Types of Tree Pruning


Having a tree pruned can save your home from disasters, and there are a number of different types of pruning to choose from. The crown of the tree can be cleaned and raised, or trimmed to thin the branches and reduce the size of the tree. The topping can be removed, and there are also alternative topping options that can be used.

Thinning the crown

During crown thinning, a tree is pruned by removing selected branches. The goal is to maintain the tree’s structure while increasing the amount of light that can penetrate the tree. The procedure is performed for a variety of reasons, but usually involves the removal of secondary or inferior branches.

When done properly, crown thinning can improve the appearance of a tree. It can also make the tree more durable against storms. The process can be a complicated one, and requires the assistance of a qualified arborist.

During the thinning process, all dead and diseased wood should be removed. The material should be removed systematically, but not exceeding the percent specified. The result should be a healthy, well-shaped tree.

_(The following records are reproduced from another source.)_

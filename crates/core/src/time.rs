use chrono::{DateTime, Duration, Utc};

/// A simple clock abstraction so the idle policy and its tests see
/// deterministic time.
#[derive(Debug, Clone, Copy, Default)]
pub enum Clock {
    #[default]
    Default,
    Fixed(DateTime<Utc>),
}

impl Clock {
    /// Returns a clock that uses the current system time.
    #[must_use]
    pub fn default_clock() -> Self {
        Self::Default
    }

    /// Returns a clock fixed at the given timestamp.
    #[must_use]
    pub fn fixed(at: DateTime<Utc>) -> Self {
        Self::Fixed(at)
    }

    /// Returns the current time according to the clock.
    #[must_use]
    pub fn now(&self) -> DateTime<Utc> {
        match self {
            Clock::Default => Utc::now(),
            Clock::Fixed(t) => *t,
        }
    }

    /// If this is a fixed clock, advance it by the given duration.
    ///
    /// Has no effect on `Clock::Default`.
    pub fn advance(&mut self, delta: Duration) {
        if let Clock::Fixed(t) = self {
            *t += delta;
        }
    }
}

/// Deterministic timestamp for tests and doc examples (2024-03-01T00:00:00Z).
pub const FIXED_TEST_TIMESTAMP: i64 = 1_709_251_200;

/// Returns a deterministic `DateTime<Utc>` for tests and doc examples.
///
/// # Panics
///
/// Panics if the fixed timestamp cannot be represented.
#[must_use]
pub fn fixed_now() -> DateTime<Utc> {
    DateTime::<Utc>::from_timestamp(FIXED_TEST_TIMESTAMP, 0)
        .expect("fixed timestamp should be valid")
}

/// Returns a `Clock` fixed at the deterministic test timestamp.
#[must_use]
pub fn fixed_clock() -> Clock {
    Clock::fixed(fixed_now())
}
#![forbid(unsafe_code)]

pub mod error;
pub mod idle;
pub mod navbar;
pub mod page_setup;
pub mod progress_tracker;
pub mod reading_list;
pub mod surface;

pub use book_core::Clock;

pub use error::SetupError;
pub use idle::IdleRedirect;
pub use navbar::{AuthLink, NavbarView};
pub use page_setup::{PageDecoration, PageSetup, PageSurfaces};
pub use progress_tracker::{ProgressHandle, ProgressTracker};
pub use reading_list::{ReadingListNotice, continue_reading};
pub use surface::{
    ActivityScanner, CompletionControl, ContentSurface, NavbarSurface, ProgressIndicator,
    SessionBackend,
};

The practice of thinning can be applied to both large and small trees. It is a complex process, and is often used for fruit trees.

Crown raising

Whether you need to remove dead or dying branches or regulate the size of your tree, crown raising can be an effective and efficient way to get the job done. This practice can help ensure the health of your tree, while also enhancing the aesthetics of your yard.

A certified arborist should be able to perform this process. It is essential that the cuts are carried out correctly to avoid causing damage to the remaining section of the tree.

The main objective of the crown raising is to raise the tree canopy above ground level to provide better clearance for pedestrians and vehicles. It can also promote new growth during the spring season.

The removal of low hanging branches may also be necessary for a variety of reasons. For example, you may want to clear a path or make signs visible.

Crown reduction

During the tree pruning process, a branch can fail. This can pose a safety hazard to people and property. Crown reduction is an effective way to reduce the number of branches that fail. It also helps maintain the health of large mature trees.

Crown reduction is a form of selective pruning. It involves the removal of limbs that are dead, diseased or haphazardly growing. The main purpose of this procedure is to restore the shape of the tree. It may be performed in spring or winter.

If the tree is protected, it may require a Crown reduction order from the local council. This order can only be issued by a council when there is no other option. Whether the tree is protected or not, it can still be pruned. This type of pruning requires professional expertise.

Crown cleaning

Performing crown cleaning after tree pruning helps to keep your tree healthy. The process involves removing dead, diseased, or crowded branches. It also prevents decay and the spread of disease and insects.

When trees get too big, they tend to look messy and crowded. This is why it is important to prune them, especially when it comes to their crowns. This will make them look neat and attractive.

If you have a large tree, you might have noticed that the top limbs are falling off. These branches can be a safety hazard as they could fall on your home or vehicle. These dead limbs are also a place for pests to thrive.

A lot of homeowners have contradictory ideas on the importance of removing dead branches. While they may be beneficial for some species of trees, it is not always necessary.

Alternatives to topping

Using alternatives to topping when tree pruning can save your property. However, it also requires a skilled hand and usually costs more. You will want to hire a certified arborist for the job. The expense can be significant, especially if you’re on a budget. You’ll want to have a professional list of references before you start.

Many people mistakenly think that they can control the height of their tree by topping it. However, this method destroys the natural shape of the tree. When a tree is topped, the resulting stubs invite disease and decay. It can also increase storm damage.

In addition, removing the leafy crown of the tree exposes the bark tissue to sunscald. This can cause rot and even death. It will also reduce the amount of sugars that the tree can manufacture through photosynthesis, which can lead to decline and disease.